THE PROBLEM:
Please filter the entries and return only the lines that include "gatehouse".

MATERIALS PROVIDED:
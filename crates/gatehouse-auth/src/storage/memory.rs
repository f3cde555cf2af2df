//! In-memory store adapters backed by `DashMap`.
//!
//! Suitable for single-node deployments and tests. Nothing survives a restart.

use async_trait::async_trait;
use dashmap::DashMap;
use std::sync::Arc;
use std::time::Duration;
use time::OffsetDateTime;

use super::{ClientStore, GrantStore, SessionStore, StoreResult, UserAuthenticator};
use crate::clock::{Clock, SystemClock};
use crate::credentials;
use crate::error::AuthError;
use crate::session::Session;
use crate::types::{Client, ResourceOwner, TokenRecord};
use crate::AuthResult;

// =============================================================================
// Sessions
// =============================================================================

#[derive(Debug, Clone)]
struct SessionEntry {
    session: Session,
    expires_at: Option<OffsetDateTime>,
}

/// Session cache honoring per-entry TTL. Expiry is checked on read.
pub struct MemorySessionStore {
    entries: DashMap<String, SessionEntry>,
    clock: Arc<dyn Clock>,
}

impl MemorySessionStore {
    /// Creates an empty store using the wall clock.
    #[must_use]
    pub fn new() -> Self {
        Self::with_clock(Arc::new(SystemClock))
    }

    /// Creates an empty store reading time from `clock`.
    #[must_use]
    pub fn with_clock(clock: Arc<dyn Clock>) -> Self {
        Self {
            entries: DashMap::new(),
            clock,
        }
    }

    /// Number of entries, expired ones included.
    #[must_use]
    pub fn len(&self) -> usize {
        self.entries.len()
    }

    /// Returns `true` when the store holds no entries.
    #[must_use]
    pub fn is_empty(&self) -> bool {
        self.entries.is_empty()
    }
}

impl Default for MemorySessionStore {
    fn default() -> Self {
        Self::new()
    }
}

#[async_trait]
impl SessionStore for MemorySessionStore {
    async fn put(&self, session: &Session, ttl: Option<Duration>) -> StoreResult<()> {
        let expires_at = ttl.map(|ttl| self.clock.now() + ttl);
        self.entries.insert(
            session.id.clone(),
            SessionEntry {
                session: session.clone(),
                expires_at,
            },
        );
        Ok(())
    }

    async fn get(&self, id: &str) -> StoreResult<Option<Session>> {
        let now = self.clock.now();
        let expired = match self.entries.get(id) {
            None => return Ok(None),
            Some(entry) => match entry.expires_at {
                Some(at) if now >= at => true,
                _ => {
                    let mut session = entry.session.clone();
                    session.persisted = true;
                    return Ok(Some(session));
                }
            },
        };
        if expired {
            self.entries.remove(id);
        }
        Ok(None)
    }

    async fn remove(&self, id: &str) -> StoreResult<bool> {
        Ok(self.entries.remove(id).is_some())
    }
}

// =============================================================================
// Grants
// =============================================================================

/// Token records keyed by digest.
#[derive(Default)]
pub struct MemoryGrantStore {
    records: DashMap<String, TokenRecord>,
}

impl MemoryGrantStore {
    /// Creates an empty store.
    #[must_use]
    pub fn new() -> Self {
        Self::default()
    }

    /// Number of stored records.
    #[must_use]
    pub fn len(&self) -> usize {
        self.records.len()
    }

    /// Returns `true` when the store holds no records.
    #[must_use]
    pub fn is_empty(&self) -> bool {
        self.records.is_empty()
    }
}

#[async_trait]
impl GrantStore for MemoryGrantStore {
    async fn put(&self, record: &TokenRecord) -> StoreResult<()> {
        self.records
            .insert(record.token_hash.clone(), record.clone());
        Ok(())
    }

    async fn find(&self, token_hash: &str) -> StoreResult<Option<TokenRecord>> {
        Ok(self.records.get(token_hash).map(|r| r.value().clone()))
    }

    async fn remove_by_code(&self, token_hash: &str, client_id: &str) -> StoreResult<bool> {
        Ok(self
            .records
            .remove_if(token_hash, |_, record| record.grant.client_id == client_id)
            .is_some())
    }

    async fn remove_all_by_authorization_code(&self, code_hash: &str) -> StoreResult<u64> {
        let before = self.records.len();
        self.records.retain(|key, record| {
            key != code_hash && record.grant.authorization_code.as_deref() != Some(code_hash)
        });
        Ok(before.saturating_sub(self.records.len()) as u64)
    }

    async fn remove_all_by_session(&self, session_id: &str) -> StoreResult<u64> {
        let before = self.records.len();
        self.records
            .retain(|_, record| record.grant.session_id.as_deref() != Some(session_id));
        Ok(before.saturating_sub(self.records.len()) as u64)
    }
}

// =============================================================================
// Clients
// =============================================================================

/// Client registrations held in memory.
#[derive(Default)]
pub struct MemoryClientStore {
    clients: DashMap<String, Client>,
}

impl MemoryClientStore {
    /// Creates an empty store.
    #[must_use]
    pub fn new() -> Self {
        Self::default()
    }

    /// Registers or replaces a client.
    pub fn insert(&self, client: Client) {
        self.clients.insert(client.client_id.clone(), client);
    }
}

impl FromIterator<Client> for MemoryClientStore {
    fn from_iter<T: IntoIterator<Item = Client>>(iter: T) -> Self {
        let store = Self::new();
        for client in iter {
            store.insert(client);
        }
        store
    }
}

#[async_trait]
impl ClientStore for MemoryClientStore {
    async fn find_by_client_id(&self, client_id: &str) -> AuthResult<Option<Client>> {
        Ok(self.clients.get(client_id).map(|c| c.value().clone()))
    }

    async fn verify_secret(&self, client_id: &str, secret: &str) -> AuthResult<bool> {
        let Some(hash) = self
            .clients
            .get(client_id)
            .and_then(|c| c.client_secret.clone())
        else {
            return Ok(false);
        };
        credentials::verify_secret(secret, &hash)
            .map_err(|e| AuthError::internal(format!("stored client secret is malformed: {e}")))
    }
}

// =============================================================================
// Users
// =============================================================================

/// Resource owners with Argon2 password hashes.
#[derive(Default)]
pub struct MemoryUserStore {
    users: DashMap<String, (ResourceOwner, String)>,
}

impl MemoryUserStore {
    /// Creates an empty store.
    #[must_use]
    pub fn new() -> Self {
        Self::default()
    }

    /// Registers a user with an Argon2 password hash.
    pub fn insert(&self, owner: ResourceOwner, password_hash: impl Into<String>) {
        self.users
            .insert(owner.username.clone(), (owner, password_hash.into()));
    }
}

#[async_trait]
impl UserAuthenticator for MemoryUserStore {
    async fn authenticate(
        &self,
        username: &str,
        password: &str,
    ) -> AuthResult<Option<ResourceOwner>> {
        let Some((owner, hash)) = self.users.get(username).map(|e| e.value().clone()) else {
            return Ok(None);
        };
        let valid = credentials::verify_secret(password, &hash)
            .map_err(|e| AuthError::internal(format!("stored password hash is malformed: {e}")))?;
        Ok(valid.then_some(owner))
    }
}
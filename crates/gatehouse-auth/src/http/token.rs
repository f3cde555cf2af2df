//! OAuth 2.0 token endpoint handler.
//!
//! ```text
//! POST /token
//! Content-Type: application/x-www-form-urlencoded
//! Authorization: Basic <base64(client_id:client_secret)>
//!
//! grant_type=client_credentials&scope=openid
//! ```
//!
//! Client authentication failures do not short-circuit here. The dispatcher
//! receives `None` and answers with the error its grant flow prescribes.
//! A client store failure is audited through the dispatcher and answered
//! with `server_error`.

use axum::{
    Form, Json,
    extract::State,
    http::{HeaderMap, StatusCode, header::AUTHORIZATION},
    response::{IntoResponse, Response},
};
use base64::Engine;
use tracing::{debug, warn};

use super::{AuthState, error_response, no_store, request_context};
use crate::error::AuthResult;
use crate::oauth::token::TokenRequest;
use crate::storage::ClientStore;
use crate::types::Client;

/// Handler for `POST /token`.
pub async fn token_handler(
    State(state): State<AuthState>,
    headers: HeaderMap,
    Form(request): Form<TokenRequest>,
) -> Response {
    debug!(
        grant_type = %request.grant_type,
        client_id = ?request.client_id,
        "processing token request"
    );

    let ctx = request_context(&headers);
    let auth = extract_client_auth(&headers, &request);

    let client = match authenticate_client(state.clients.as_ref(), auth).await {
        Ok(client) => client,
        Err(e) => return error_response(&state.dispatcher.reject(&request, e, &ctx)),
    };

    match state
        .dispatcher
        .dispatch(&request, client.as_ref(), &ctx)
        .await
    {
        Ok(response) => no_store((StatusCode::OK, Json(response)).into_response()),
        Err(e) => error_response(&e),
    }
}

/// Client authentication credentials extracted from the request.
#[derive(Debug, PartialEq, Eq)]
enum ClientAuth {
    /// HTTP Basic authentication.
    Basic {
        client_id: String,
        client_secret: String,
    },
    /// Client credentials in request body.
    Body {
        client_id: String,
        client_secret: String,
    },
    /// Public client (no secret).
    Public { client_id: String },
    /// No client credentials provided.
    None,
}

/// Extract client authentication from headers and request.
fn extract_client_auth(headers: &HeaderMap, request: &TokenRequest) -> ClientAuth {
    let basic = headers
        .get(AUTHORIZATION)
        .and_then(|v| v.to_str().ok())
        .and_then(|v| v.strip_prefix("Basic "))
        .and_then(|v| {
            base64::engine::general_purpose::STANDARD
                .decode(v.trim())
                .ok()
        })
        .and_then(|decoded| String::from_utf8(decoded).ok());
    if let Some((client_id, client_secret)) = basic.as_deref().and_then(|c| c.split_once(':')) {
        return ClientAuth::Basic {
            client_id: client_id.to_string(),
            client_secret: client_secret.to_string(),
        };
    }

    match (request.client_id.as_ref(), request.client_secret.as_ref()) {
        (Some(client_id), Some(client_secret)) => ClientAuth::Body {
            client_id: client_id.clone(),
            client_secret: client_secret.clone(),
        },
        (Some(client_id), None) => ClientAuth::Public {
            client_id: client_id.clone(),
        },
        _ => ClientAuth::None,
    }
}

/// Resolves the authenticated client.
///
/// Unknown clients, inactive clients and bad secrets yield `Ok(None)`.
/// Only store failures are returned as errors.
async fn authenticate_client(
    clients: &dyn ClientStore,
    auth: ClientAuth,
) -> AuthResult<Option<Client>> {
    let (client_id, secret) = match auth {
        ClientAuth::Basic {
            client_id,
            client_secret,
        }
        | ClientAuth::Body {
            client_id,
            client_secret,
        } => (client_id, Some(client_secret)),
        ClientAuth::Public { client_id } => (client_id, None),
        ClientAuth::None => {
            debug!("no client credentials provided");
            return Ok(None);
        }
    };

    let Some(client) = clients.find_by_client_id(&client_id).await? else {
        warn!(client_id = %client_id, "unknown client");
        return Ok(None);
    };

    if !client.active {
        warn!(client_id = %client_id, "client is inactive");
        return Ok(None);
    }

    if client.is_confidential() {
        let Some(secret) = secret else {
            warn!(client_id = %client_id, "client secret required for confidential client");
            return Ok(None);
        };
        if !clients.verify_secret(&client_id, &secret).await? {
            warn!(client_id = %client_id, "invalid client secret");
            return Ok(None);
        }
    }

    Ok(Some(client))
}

TASK OUTPUT:
filename crates/gatehouse-auth/src/storage/memory.rs
filename crates/gatehouse-auth/src/http/token.rs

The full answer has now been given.